ChatGPT (o3, o4-mini-high and even o1-pro) sucks now

OpenAI folks must be monitoring this. Why is no one from their team provide some sort of acknowledgement and next steps on these reported issues. They report massive improvements but we are seeing just the opposite.

4 Likes

These models are not just lazy, they are broken.

I have numerous chats with o1-mini, showing how utterly efficient and hard working that model was.

Its not just broken. Its unusable. The best action would be to allow users to use prior models.

o3, o4-mini, both are just as useless garbage as o1-preview was.

Its cheap.

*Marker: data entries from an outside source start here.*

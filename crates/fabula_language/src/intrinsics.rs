//! Built-in functions available to every story.

use fabula_foundation::TypeId;

/// A function the engine provides rather than the story.
#[derive(Clone, Copy, Debug, PartialEq, Eq, Hash)]
pub enum Intrinsic {
    /// `print(text)` appends a message to the world's output.
    Print,
    /// `item(name)` looks an item up by declared name at run time.
    ItemLookup,
    /// `random(bound)` draws from the world's seeded generator.
    Random,
    /// `count()` counts declared items, excluding the null item.
    Count,
    /// `tick()` advances the turn and runs turn-init blocks.
    Tick,
    /// `rectangle(canvas, x, y, w, h, fill, stroke, strokeWidth)`.
    Rectangle,
    /// `ellipse(canvas, x, y, w, h, fill, stroke, strokeWidth)`.
    Ellipse,
}

const SHAPE_PARAMS: &[TypeId] = &[
    TypeId::STRING,
    TypeId::INT,
    TypeId::INT,
    TypeId::INT,
    TypeId::INT,
    TypeId::STRING,
    TypeId::STRING,
    TypeId::INT,
];

impl Intrinsic {
    /// Intrinsics resolvable through the declaration table. `item(...)`
    /// is absent: `item` is a declaration keyword, and the parser turns
    /// it into [`Intrinsic::ItemLookup`] only when a call follows.
    pub const NAMED: &'static [(&'static str, Intrinsic)] = &[
        ("print", Intrinsic::Print),
        ("random", Intrinsic::Random),
        ("count", Intrinsic::Count),
        ("tick", Intrinsic::Tick),
        ("rectangle", Intrinsic::Rectangle),
        ("ellipse", Intrinsic::Ellipse),
    ];

    /// The callable name, as it appears in source.
    #[must_use]
    pub fn name(self) -> &'static str {
        match self {
            Intrinsic::Print => "print",
            Intrinsic::ItemLookup => "item",
            Intrinsic::Random => "random",
            Intrinsic::Count => "count",
            Intrinsic::Tick => "tick",
            Intrinsic::Rectangle => "rectangle",
            Intrinsic::Ellipse => "ellipse",
        }
    }

    /// Expected argument types, in order.
    #[must_use]
    pub fn params(self) -> &'static [TypeId] {
        match self {
            Intrinsic::Print | Intrinsic::ItemLookup => &[TypeId::STRING],
            Intrinsic::Random => &[TypeId::INT],
            Intrinsic::Count | Intrinsic::Tick => &[],
            Intrinsic::Rectangle | Intrinsic::Ellipse => SHAPE_PARAMS,
        }
    }

    /// Result type of a call.
    #[must_use]
    pub fn ret(self) -> TypeId {
        match self {
            Intrinsic::ItemLookup => TypeId::ITEM,
            Intrinsic::Random | Intrinsic::Count => TypeId::INT,
            Intrinsic::Print
            | Intrinsic::Tick
            | Intrinsic::Rectangle
            | Intrinsic::Ellipse => TypeId::VOID,
        }
    }

    /// Whether a call changes the world rather than merely reading it.
    #[must_use]
    pub fn has_effect(self) -> bool {
        matches!(
            self,
            Intrinsic::Print | Intrinsic::Tick | Intrinsic::Rectangle | Intrinsic::Ellipse
        )
    }
}
//! String interning.
//!
//! Every string a story touches, whether written in source or built at
//! run time by a text template, lives in one [`Interner`]. String values
//! carry the intern id, so equality between string values is an id
//! comparison.

use std::collections::HashMap;
use std::fmt;
use std::sync::Arc;

#[cfg(feature = "serde")]
use serde::{Deserialize, Serialize};

use crate::value::Value;

/// Identifier of an interned string.
#[derive(Copy, Clone, Eq, PartialEq, Hash, PartialOrd, Ord)]
#[cfg_attr(feature = "serde", derive(Serialize, Deserialize))]
pub struct StrId(pub(crate) u32);

impl StrId {
    /// The empty string, present in every interner at id zero.
    pub const EMPTY: Self = Self(0);

    /// Returns the raw index of this string.
    #[must_use]
    pub const fn index(self) -> usize {
        self.0 as usize
    }

    /// Reads a string id out of a runtime value. Out-of-range words clamp
    /// to the empty string.
    #[must_use]
    pub fn from_value(value: Value) -> Self {
        Self(u32::try_from(value.raw()).unwrap_or(0))
    }

    /// Converts this id to a runtime value.
    #[must_use]
    pub fn to_value(self) -> Value {
        Value::new(i64::from(self.0))
    }
}

impl fmt::Debug for StrId {
    fn fmt(&self, f: &mut fmt::Formatter<'_>) -> fmt::Result {
        write!(f, "StrId({})", self.0)
    }
}

/// Deduplicating string store.
#[derive(Clone, Debug)]
pub struct Interner {
    strings: Vec<Arc<str>>,
    ids: HashMap<Arc<str>, StrId>,
}

impl Interner {
    /// Creates a store holding only the empty string.
    #[must_use]
    pub fn new() -> Self {
        let mut interner = Self {
            strings: Vec::new(),
            ids: HashMap::new(),
        };
        interner.intern("");
        interner
    }

    /// Interns a string, returning the id of the existing copy if one is
    /// already stored.
    pub fn intern(&mut self, text: &str) -> StrId {
        if let Some(&id) = self.ids.get(text) {
            return id;
        }
        let id = StrId(u32::try_from(self.strings.len()).unwrap_or(u32::MAX));
        let shared: Arc<str> = Arc::from(text);
        self.strings.push(Arc::clone(&shared));
        self.ids.insert(shared, id);
        id
    }

    /// Returns the text of an interned string. Unknown ids resolve to the
    /// empty string.
    #[must_use]
    pub fn resolve(&self, id: StrId) -> &str {
        self.strings.get(id.index()).map_or("", |s| &**s)
    }

    /// Looks up a string without interning it.
    #[must_use]
    pub fn get(&self, text: &str) -> Option<StrId> {
        self.ids.get(text).copied()
    }

    /// Number of distinct strings stored, counting the empty string.
    #[must_use]
    pub fn len(&self) -> usize {
        self.strings.len()
    }

    /// Whether the store holds no strings. A fresh interner is never
    /// empty because the empty string is pre-interned.
    #[must_use]
    pub fn is_empty(&self) -> bool {
        self.strings.is_empty()
    }
}

impl Default for Interner {
    fn default() -> Self {
        Self::new()
    }
}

I know how to get these models to work efficiently, regardless.

I don’t press enter i press a macro. “Fn+F” = “Please provide a full script” + enter. Doing this regardless of prompt. Give this to o3 vs Gemini, vs Claude. Each of them will produce 4x more on a single response. Gemini, will write so much it can fix it, up to 1,400 lines of code putting it at levels that o1 mini would reach. Claude will strongly resemble o1. o3 on the other hand will give me a cpp script that is utterly broken. Existing code? pssh you either spend 24 hours writing it with them (when it would take 1-2 hours before) Or? You do not go to openai.

A dream would be the patch we need,
O3 remains
O4-mini high gets replaced with o1-mini.
o4-mini gets replaced with o3 mini.

As it is? If you want to code chatgpt 4o is the way to go on the platfrom. Gpt 4o will solve the problem FASTER because gpt 4o listens to the user (Due to far better training data)

If you really want to use these models? You will have to reach out to an English teacher for the prompts.

3 Likes

Oh wow just wow these new models and what they have done to o1 Pro is so so bad. I have been trying to carry out what would be low level coding normally and it just cannot do it any of the models let alone the time it takes to respond which is up to 3-5 minutes per response then the errors and crashes.

So I give it a database name, a database location, the table, the fields direct from the database, the html front end code and and the flask back end code to connect it.

It returns the Wrong database Name, the wrong location, the wrong fields between the html and the flask so it’s rendered useless and then when I tell it what it did wrong it gives me the same answer all over again or it errors out.

That is on o1 Pro and the 4o and 3o models they are useless.

They have built themself a leonardo.ai server for making images well done team must be proud.

I’m super angry I have work to do and they roll out this rubbish and praise it as look this is going to be the next best thing. You got it wrong roll it back and roll it back quick cause I’m paying a premium for your service and getting the scraps left on the street

2 Likes

You know what’s worse? I ran tests yesterday, and DeepSeek itself — which is FREE — delivers better results (COMPLETE AND FUNCTIONAL) than all the current ChatGPT models (O4 Mini / O4 Mini High / O3).

I posted the details in another thread. There were 4 failed attempts with ChatGPT and 1 SUCCESSFUL attempt with DEEPSEEK (FREE CHINESE MODEL).

Note: The test involved 532 lines of code — very simple ones.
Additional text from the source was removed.